Characterization of HFPN
HFPN was observed and imaged using TEM. TEM images were captured using Talos F200X (FEI Ltd, USA). The particle size and zeta potential of HFPN were measured using dynamic light scattering (DLS) with NanoBrook 90Plus Zeta (Brookhaven Instruments Corporation, USA). Powder X-ray diffraction (XRD) measurements were carried out on a Rigaku Ultima IV X-ray diffractometer (ULTIMA IV, Rigaku Corporation, Japan). X-ray photoelectron spectroscopy was performed using the K-Alpha X-ray photoelectron spectroscopy instrument (Thermo Scientific, USA) (10.1002/adfm.202303899).
Detection of OH and 1O2 free radicals
The generation of ·OH was detected using methylene blue (MB) as an indicator (HY-B1359A, MCE, USA). A 2.7 mM MB aqueous solution (10 µL) was prepared and mixed with equal amounts of PBS, HFPN, and HFPN + X-ray treatment. The absorbance at 665 nm was measured and recorded using a UV-Vis spectrophotometer (UV1800PC, Jinghua, China) at 0, 1, 2, 3, 5, and 10 min after mixing.

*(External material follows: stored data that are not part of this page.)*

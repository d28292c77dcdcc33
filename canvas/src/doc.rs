//! Document model: shape variants, the shared style, and the committed list.
//!
//! This module defines the core data types that describe what is on the
//! drawing surface (`Shape`), the single session-wide styling value
//! (`Style`), and the append-only store of finished shapes (`ShapeList`).
//!
//! Data flows into this layer from the input session (shape creation and
//! in-place mutation during a gesture). The renderer reads from `ShapeList`
//! in insertion order; shapes are never deleted, edited, or reordered after
//! they are committed.

#[cfg(test)]
#[path = "doc_test.rs"]
mod doc_test;

use serde::{Deserialize, Serialize};

use crate::consts::{DEFAULT_FILL_COLOR, DEFAULT_STROKE_COLOR, DEFAULT_STROKE_WIDTH};
use crate::geom::Point;

/// A drawable primitive, either committed or mid-gesture.
#[derive(Debug, Clone, PartialEq, Serialize, Deserialize)]
#[serde(tag = "type", rename_all = "lowercase")]
pub enum Shape {
    /// Freehand polyline captured from pen strokes, one point per pointer
    /// sample. `closed` is carried for path records but no tool sets it.
    Path {
        points: Vec<Point>,
        closed: bool,
    },
    /// Axis-aligned rectangle from the anchor corner to the live corner.
    Rectangle {
        start: Point,
        end: Point,
    },
    /// Circle centered at the anchor; the live point defines the radius.
    Circle {
        start: Point,
        end: Point,
    },
    /// Straight segment between two endpoints.
    Line {
        start: Point,
        end: Point,
    },
}

impl Shape {
    /// Fold the next pointer position into the in-progress shape: the pen
    /// appends a sample, every other variant overwrites its live point.
    pub fn drag_to(&mut self, pt: Point) {
        match self {
            Self::Path { points, .. } => points.push(pt),
            Self::Rectangle { end, .. } | Self::Circle { end, .. } | Self::Line { end, .. } => {
                *end = pt;
            }
        }
    }

    /// Lowercase variant name, matching the serialized tag.
    #[must_use]
    pub fn label(&self) -> &'static str {
        match self {
            Self::Path { .. } => "path",
            Self::Rectangle { .. } => "rectangle",
            Self::Circle { .. } => "circle",
            Self::Line { .. } => "line",
        }
    }
}

/// Stroke and fill styling shared by every shape at repaint time.
///
/// A single session-wide value: the renderer applies whatever style is
/// current when it repaints, so committed shapes restyle retroactively.
#[derive(Debug, Clone, PartialEq, Serialize, Deserialize)]
pub struct Style {
    /// Stroke color as a CSS color string.
    pub stroke_color: String,
    /// Fill color as a CSS color string. Tracked in context state; no shape
    /// currently issues a fill call.
    pub fill_color: String,
    /// Stroke width in canvas pixels.
    pub stroke_width: f64,
}

impl Default for Style {
    fn default() -> Self {
        Self {
            stroke_color: DEFAULT_STROKE_COLOR.to_owned(),
            fill_color: DEFAULT_FILL_COLOR.to_owned(),
            stroke_width: DEFAULT_STROKE_WIDTH,
        }
    }
}

/// Append-only list of committed shapes in draw order.
pub struct ShapeList {
    shapes: Vec<Shape>,
}

impl ShapeList {
    /// Create an empty list.
    #[must_use]
    pub fn new() -> Self {
        Self { shapes: Vec::new() }
    }

    /// Append a finished shape. Insertion order is draw order.
    pub fn push(&mut self, shape: Shape) {
        self.shapes.push(shape);
    }

    /// Committed shapes, oldest first.
    pub fn iter(&self) -> impl Iterator<Item = &Shape> {
        self.shapes.iter()
    }

    /// The most recently committed shape, if any.
    #[must_use]
    pub fn last(&self) -> Option<&Shape> {
        self.shapes.last()
    }

    /// Number of committed shapes.
    #[must_use]
    pub fn len(&self) -> usize {
        self.shapes.len()
    }

    /// Returns `true` if nothing has been committed yet.
    #[must_use]
    pub fn is_empty(&self) -> bool {
        self.shapes.is_empty()
    }
}

impl Default for ShapeList {
    fn default() -> Self {
        Self::new()
    }
}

The generation of 1O2 was detected using 1,3-diphenylisobenzofuran (DPBF) as a probe (HY-W011664, MCE, USA). Freshly prepared 3.7 mM DPBF solution (100 µL) was added to the solution with the same dosage. Under 450 nm (100 mw cm− 2) laser irradiation, the absorbance of DPBF at 410 nm was measured using a UV-Vis spectrophotometer (UV1800PC, Jinghua, China) (10.1002/adfm.202303899)[54].
GSH level detection
The glutathione (GSH) depletion capacity of 4T1 cells and mouse tumor tissues was determined using a UV-Vis spectrophotometer. A 1 mM GSH solution (500 µL) was mixed with the solution of equal dosage and added to 2 mL of PBS and 50 µL of 2.5 mM DTNB solution (HY-15915, MCE, USA). After centrifugation, the supernatant of the mixed solution was collected, and its absorbance was measured using a UV-Vis spectrophotometer (UV1800PC, Jinghua, China) (10.1002/adfm.202303899)[55].
Measurement of GSH-PX activity
The level of GSH-PX activity in the supernatant of 4T1 cells was assessed using the GSH-PX activity assay kit (A005-1-2, Beyotime, China), following the manufacturer’s instructions [55].

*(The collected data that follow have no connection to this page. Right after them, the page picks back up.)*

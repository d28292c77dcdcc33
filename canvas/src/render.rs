//! Rendering: draws the full drawing-surface scene to a 2D context.
//!
//! This module is the only place that touches [`web_sys::CanvasRenderingContext2d`].
//! It receives read-only views of document, gesture, and style state and
//! produces pixels — it does not mutate any session state.
//!
//! Every repaint is a full clear-and-redraw: committed shapes in insertion
//! order, then the in-progress shape on top. The shared style is written into
//! the context before each shape, which is what makes restyling retroactive.
//!
//! All fallible `Canvas2D` calls propagate errors via `Result<(), JsValue>`.
//! The top-level caller ([`crate::session::Session::render`]) handles the result.

use std::f64::consts::PI;

use wasm_bindgen::JsValue;
use web_sys::CanvasRenderingContext2d;

use crate::doc::{Shape, ShapeList, Style};
use crate::geom::Point;

/// Draw the full scene: committed shapes, then the active shape.
///
/// `viewport_w` and `viewport_h` are in CSS pixels. `dpr` is the device pixel
/// ratio; the backing store is `dpr` times larger than the CSS viewport.
///
/// # Errors
///
/// Returns `Err` if any `Canvas2D` call fails (e.g. invalid context state).
pub fn draw(
    ctx: &CanvasRenderingContext2d,
    doc: &ShapeList,
    active: Option<&Shape>,
    style: &Style,
    viewport_w: f64,
    viewport_h: f64,
    dpr: f64,
) -> Result<(), JsValue> {
    ctx.set_transform(dpr, 0.0, 0.0, dpr, 0.0, 0.0)?;
    ctx.clear_rect(0.0, 0.0, viewport_w, viewport_h);

    for shape in doc.iter() {
        draw_shape(ctx, shape, style)?;
    }

    if let Some(shape) = active {
        draw_shape(ctx, shape, style)?;
    }

    Ok(())
}

// =============================================================
// Shape dispatch
// =============================================================

fn draw_shape(ctx: &CanvasRenderingContext2d, shape: &Shape, style: &Style) -> Result<(), JsValue> {
    apply_style(ctx, style);

    match shape {
        Shape::Path { points, closed } => {
            draw_path(ctx, points, *closed);
            Ok(())
        }
        Shape::Rectangle { start, end } => {
            // Negative width/height flows through the primitive unchanged.
            ctx.stroke_rect(start.x, start.y, end.x - start.x, end.y - start.y);
            Ok(())
        }
        Shape::Circle { start, end } => {
            let radius = start.distance_to(*end);
            ctx.begin_path();
            ctx.arc(start.x, start.y, radius, 0.0, 2.0 * PI)?;
            ctx.stroke();
            Ok(())
        }
        Shape::Line { start, end } => {
            ctx.begin_path();
            ctx.move_to(start.x, start.y);
            ctx.line_to(end.x, end.y);
            ctx.stroke();
            Ok(())
        }
    }
}

fn draw_path(ctx: &CanvasRenderingContext2d, points: &[Point], closed: bool) {
    let Some(first) = points.first() else {
        return;
    };
    ctx.begin_path();
    ctx.move_to(first.x, first.y);
    for p in &points[1..] {
        ctx.line_to(p.x, p.y);
    }
    if closed {
        ctx.close_path();
    }
    ctx.stroke();
}

// =============================================================
// Helpers
// =============================================================

/// Write the shared style into the context. Fill color is tracked here for
/// parity with the style controls; no shape issues a fill call.
fn apply_style(ctx: &CanvasRenderingContext2d, style: &Style) {
    ctx.set_stroke_style_str(&style.stroke_color);
    ctx.set_fill_style_str(&style.fill_color);
    ctx.set_line_width(style.stroke_width);
}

Measurement of GSH/Oxidized glutathione (GSSG) ratio
H9c2 cells (5 × 104 cells/well) were seeded into a 96-well clear flat-bottom plate. Following treatment with Hesperetin (0, 0.2, 0.5, 1, and 10 µM) at 37 °C for 12, 24, and 48 h, the GSH/GSSG ratio was measured using the GSH/GSSG ratio detection kit (catalog number ab138881; Abcam) according to the manufacturer’s protocol [56].
Cell culture and group treatment
Mouse breast cancer cells 4T1, human breast cancer cells MDA-MB-231 and BT-549, and human normal breast epithelial cells MCF-10 A were obtained from the ATCC cell repository (USA). The cells were cultured in a 5% CO2 incubator at 37 °C using Dulbecco’s Modified Eagle’s Medium (30030, Thermofisher, USA) supplemented with 10% fetal bovine serum (12484028, Thermofisher, USA), 100 µg/mL of streptomycin (HY-B1906, MCE, USA), and 100 U/mL of penicillin (HY-B0522, MCE, USA) [54, 57].

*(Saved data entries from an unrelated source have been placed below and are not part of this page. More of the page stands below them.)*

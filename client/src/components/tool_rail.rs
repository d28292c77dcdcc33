//! Vertical strip of tool buttons for selecting the active drawing tool.
//!
//! DESIGN
//! ======
//! Buttons carry a `data-tool` name attribute; the click handler parses it
//! through [`Tool::from_name`], so an unrecognized name simply leaves the
//! previous tool active instead of erroring.

use leptos::prelude::*;
use wasm_bindgen::JsCast;

use canvas::input::Tool;

use crate::state::ui::UiState;

#[derive(Clone, Copy)]
struct ToolDef {
    name: &'static str,
    label: &'static str,
}

const TOOLS: &[ToolDef] = &[
    ToolDef { name: "select", label: "Select" },
    ToolDef { name: "pen", label: "Pen" },
    ToolDef { name: "rectangle", label: "Rectangle" },
    ToolDef { name: "circle", label: "Circle" },
    ToolDef { name: "line", label: "Line" },
];

/// Vertical strip of mutually-exclusive tool selection buttons.
#[component]
pub fn ToolRail() -> impl IntoView {
    let ui = expect_context::<RwSignal<UiState>>();

    view! {
        <div class="tool-rail">
            {TOOLS
                .iter()
                .map(|td| {
                    let td = *td;
                    let is_active = move || Tool::from_name(td.name) == Some(ui.get().active_tool);

                    let on_click = move |ev: leptos::ev::MouseEvent| {
                        let tool = ev
                            .current_target()
                            .and_then(|t| t.dyn_into::<web_sys::Element>().ok())
                            .and_then(|el| el.get_attribute("data-tool"))
                            .and_then(|name| Tool::from_name(&name));
                        if let Some(tool) = tool {
                            ui.update(|u| u.active_tool = tool);
                        }
                    };

                    view! {
                        <button
                            class="tool-rail__btn"
                            class:tool-rail__btn--active=is_active
                            title=td.label
                            attr:data-tool=td.name
                            on:click=on_click
                        >
                            {render_icon(td.name)}
                        </button>
                    }
                })
                .collect::<Vec<_>>()}
        </div>
    }
}

fn render_icon(name: &'static str) -> impl IntoView {
    match name {
        "pen" => view! {
            <svg viewBox="0 0 20 20" aria-hidden="true">
                <path d="M3 17 L14 6 L16 4 L17 3 L14 6" />
                <path d="M14 6 L16 8" />
                <line x1="3" y1="17" x2="5" y2="15" />
            </svg>
        }
        .into_any(),
        "rectangle" => view! {
            <svg viewBox="0 0 20 20" aria-hidden="true">
                <rect x="2" y="4" width="16" height="12" />
            </svg>
        }
        .into_any(),
        "circle" => view! {
            <svg viewBox="0 0 20 20" aria-hidden="true">
                <circle cx="10" cy="10" r="7" />
            </svg>
        }
        .into_any(),
        "line" => view! {
            <svg viewBox="0 0 20 20" aria-hidden="true">
                <line x1="3" y1="17" x2="17" y2="3" />
            </svg>
        }
        .into_any(),
        _ => view! {
            <svg viewBox="0 0 20 20" aria-hidden="true">
                <path d="M4 2 L4 16 L8 12 L12 18 L14 17 L10 11 L15 11 Z" />
            </svg>
        }
        .into_any(),
    }
}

The cell groups were divided into the following: PBS group (treated with PBS), PBS + X-ray group (treated with PBS and X-ray), HFPN group (treated with HFPN), HFPN + X-ray group (treated with HFPN and X-ray), HFPN + X-ray + Fer-1 group (treated with HFPN, X-ray, and Fer-1), HFPN + X-ray + DFO group (treated with HFPN, X-ray, and DFO), HFPN + X-ray + GSH group (treated with HFPN, X-ray, and GSH), HFPN + oe-NC group (treated with HFPN and overexpressing control), HFPN + oe-AURKA group (treated with HFPN and overexpressing AURKA), HFPN + X-ray + oe-NC group (treated with HFPN, X-ray, and overexpressing control), HFPN + X-ray + oe-AURKA group (treated with HFPN, X-ray, and overexpressing AURKA).
Cells in the PBS group were incubated with PBS. Cells in the HFPN group and HFPN + X-ray group were incubated with HFPN at a concentration of 5 µM. Cells in the HFPN + X-ray group were irradiated with a dose of 4 Gy of X-ray for 24 h. Cells in the PBS + X-ray group were incubated with PBS and simultaneously exposed to a dose of 4 Gy of X-ray (ULTIMA IV, Rigaku Corporation, Japan) for 24 h. HFPN + X-ray + Fer-1, HFPN + X-ray + DFO and HFPN + X-ray + GSH groups were pre-treated with 1 µM Fer-1 (RM02804, ABclonal Technology, China), 100 µM DFO (RM02807, ABclonal Technology, China), and 2 mM GSH (RM02881, ABclonal Technology, China), respectively, for 4 h on top of the treatment protocol used in the HFPN + X-ray group.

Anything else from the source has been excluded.